== EXERCISE REQUIREMENTS ==
Take the data below and filter it for lines containing the word "ErrLegacyTransactionMustBeWithLegacyKey"; show each line found.
[PROVIDED RECORDS Boundary: Start]
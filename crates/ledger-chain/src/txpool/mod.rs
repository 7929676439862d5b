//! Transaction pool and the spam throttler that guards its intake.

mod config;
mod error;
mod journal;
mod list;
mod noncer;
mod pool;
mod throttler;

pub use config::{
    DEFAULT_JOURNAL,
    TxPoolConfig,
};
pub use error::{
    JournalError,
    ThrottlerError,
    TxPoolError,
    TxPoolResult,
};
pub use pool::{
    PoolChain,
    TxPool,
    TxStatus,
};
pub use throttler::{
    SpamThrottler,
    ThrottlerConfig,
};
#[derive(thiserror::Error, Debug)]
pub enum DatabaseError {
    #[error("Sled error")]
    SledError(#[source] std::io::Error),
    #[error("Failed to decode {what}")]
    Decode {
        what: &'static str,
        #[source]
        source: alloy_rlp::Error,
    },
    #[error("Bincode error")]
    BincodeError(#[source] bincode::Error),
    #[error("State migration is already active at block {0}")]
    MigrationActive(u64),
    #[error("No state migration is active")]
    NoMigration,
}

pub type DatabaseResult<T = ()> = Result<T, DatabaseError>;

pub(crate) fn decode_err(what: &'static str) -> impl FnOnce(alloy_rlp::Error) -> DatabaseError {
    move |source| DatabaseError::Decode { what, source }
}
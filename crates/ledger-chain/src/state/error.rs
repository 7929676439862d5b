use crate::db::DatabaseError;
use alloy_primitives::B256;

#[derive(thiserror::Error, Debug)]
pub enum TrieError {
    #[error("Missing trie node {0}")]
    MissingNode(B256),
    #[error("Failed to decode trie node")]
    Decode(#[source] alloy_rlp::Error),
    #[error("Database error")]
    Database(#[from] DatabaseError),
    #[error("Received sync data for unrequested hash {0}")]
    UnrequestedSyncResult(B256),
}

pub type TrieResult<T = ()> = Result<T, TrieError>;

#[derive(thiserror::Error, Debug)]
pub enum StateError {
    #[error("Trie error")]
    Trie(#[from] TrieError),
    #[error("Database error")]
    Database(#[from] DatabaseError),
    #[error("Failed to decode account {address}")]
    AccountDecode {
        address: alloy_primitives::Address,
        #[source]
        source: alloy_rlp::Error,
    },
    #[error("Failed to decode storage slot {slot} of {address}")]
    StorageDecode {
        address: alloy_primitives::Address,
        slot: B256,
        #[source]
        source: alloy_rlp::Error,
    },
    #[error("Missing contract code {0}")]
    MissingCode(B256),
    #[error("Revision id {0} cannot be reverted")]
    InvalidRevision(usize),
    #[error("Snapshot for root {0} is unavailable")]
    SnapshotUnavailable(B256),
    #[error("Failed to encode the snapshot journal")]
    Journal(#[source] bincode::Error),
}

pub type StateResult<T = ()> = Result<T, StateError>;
[PROVIDED RECORDS Boundary: End]
[PROVIDED RECORDS Boundary: Start]
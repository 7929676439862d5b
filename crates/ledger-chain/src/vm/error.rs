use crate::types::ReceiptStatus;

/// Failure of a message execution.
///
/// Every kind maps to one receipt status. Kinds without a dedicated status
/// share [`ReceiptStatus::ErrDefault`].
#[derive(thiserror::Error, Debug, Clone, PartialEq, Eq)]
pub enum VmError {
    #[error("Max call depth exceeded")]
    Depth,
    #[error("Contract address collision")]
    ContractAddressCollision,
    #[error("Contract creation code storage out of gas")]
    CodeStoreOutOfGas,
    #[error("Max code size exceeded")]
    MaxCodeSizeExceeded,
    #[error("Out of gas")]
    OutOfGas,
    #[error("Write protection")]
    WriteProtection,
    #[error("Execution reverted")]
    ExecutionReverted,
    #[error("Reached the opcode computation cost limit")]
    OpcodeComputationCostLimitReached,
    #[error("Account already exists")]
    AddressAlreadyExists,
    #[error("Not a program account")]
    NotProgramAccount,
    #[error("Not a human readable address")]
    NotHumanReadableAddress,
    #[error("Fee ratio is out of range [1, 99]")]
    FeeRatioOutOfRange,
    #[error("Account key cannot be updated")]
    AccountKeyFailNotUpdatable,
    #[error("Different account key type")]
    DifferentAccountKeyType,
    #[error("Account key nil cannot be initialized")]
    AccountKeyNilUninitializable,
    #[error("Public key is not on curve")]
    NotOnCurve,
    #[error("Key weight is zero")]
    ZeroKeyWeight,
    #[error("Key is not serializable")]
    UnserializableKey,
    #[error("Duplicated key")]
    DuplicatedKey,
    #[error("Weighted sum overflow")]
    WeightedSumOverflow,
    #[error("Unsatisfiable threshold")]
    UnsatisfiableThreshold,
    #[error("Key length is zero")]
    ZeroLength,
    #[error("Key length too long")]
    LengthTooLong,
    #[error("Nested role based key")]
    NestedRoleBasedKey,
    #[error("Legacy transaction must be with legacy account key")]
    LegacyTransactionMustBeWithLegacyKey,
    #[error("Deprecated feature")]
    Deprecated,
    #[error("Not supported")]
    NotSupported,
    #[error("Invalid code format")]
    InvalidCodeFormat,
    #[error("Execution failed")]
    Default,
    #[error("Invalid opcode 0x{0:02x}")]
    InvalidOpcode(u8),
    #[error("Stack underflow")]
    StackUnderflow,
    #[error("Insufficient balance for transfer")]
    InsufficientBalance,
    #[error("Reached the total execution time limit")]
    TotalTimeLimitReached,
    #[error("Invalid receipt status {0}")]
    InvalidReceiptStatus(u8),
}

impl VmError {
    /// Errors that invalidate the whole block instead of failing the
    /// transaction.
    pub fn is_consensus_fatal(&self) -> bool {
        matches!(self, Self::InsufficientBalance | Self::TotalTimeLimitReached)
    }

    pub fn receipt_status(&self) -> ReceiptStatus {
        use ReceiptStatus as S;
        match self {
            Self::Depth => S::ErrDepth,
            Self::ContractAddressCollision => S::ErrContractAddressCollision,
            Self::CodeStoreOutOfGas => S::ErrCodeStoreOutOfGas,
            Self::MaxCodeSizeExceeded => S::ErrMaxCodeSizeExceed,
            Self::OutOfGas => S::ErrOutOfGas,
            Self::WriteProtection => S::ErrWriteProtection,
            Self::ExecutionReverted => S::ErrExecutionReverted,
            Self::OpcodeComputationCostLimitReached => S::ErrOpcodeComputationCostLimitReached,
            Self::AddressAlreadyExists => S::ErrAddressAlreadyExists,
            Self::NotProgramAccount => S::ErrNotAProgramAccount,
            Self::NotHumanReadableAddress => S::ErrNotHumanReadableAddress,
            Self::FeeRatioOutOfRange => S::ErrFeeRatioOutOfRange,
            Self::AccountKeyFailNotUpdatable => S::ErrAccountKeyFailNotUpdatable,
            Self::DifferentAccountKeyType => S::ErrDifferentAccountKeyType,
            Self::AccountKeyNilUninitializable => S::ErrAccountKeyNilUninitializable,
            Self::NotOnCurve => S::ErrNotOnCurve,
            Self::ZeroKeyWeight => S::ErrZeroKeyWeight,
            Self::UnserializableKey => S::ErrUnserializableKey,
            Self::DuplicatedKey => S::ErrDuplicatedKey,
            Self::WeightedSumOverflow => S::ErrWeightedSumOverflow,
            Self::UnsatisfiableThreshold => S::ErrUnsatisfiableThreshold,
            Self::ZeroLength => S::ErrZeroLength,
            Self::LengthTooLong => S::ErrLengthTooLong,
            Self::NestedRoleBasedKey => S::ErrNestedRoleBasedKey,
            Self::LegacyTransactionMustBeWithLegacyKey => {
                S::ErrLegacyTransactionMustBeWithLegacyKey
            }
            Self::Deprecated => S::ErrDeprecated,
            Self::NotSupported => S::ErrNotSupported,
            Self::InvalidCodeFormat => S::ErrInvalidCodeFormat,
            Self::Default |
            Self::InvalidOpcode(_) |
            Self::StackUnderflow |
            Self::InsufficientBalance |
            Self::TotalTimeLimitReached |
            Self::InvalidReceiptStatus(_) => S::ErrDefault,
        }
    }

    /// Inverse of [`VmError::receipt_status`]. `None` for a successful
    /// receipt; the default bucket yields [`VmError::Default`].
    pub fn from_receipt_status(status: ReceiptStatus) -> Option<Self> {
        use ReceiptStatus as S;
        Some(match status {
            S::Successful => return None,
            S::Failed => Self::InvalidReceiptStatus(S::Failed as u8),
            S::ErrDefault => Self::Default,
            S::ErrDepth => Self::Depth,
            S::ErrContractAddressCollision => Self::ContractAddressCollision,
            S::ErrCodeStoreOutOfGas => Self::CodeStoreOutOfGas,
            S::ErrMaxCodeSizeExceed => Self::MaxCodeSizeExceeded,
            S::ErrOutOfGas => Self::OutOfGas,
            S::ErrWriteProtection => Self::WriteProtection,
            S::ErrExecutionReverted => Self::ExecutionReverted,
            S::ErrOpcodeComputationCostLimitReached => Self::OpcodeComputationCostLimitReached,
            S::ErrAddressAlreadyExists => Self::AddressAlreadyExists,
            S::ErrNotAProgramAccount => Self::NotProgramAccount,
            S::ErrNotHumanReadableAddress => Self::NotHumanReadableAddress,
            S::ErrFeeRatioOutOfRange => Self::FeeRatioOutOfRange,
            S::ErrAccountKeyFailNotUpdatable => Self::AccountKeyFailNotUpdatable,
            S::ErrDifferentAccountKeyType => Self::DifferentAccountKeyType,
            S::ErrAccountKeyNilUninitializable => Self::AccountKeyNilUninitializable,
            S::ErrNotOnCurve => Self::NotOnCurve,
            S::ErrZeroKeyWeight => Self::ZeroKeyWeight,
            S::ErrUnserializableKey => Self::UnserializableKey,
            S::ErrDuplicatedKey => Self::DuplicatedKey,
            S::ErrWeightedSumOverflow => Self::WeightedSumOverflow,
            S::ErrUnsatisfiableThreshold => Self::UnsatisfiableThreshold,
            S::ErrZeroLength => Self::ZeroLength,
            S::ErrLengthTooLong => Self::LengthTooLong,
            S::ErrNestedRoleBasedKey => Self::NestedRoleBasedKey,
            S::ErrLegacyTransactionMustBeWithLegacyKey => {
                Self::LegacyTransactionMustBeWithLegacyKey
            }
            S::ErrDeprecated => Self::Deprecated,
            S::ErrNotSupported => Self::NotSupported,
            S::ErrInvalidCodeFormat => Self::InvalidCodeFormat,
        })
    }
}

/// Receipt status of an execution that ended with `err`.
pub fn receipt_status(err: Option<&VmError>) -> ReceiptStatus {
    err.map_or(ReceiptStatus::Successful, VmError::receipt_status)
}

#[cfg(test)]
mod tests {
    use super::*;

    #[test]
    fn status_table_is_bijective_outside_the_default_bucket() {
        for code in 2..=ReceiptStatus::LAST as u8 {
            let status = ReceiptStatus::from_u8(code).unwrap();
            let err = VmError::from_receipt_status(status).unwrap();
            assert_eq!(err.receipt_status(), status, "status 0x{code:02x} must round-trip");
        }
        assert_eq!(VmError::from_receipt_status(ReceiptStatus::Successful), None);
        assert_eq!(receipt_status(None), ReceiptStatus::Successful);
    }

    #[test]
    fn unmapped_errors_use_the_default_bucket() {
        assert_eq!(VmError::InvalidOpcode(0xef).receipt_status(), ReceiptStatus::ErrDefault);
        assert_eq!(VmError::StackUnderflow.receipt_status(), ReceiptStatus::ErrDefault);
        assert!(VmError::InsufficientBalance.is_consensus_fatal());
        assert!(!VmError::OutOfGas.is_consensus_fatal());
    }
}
[PROVIDED RECORDS Boundary: End]
== EXERCISE ANSWER ==
                S::ErrLegacyTransactionMustBeWithLegacyKey
            S::ErrLegacyTransactionMustBeWithLegacyKey => {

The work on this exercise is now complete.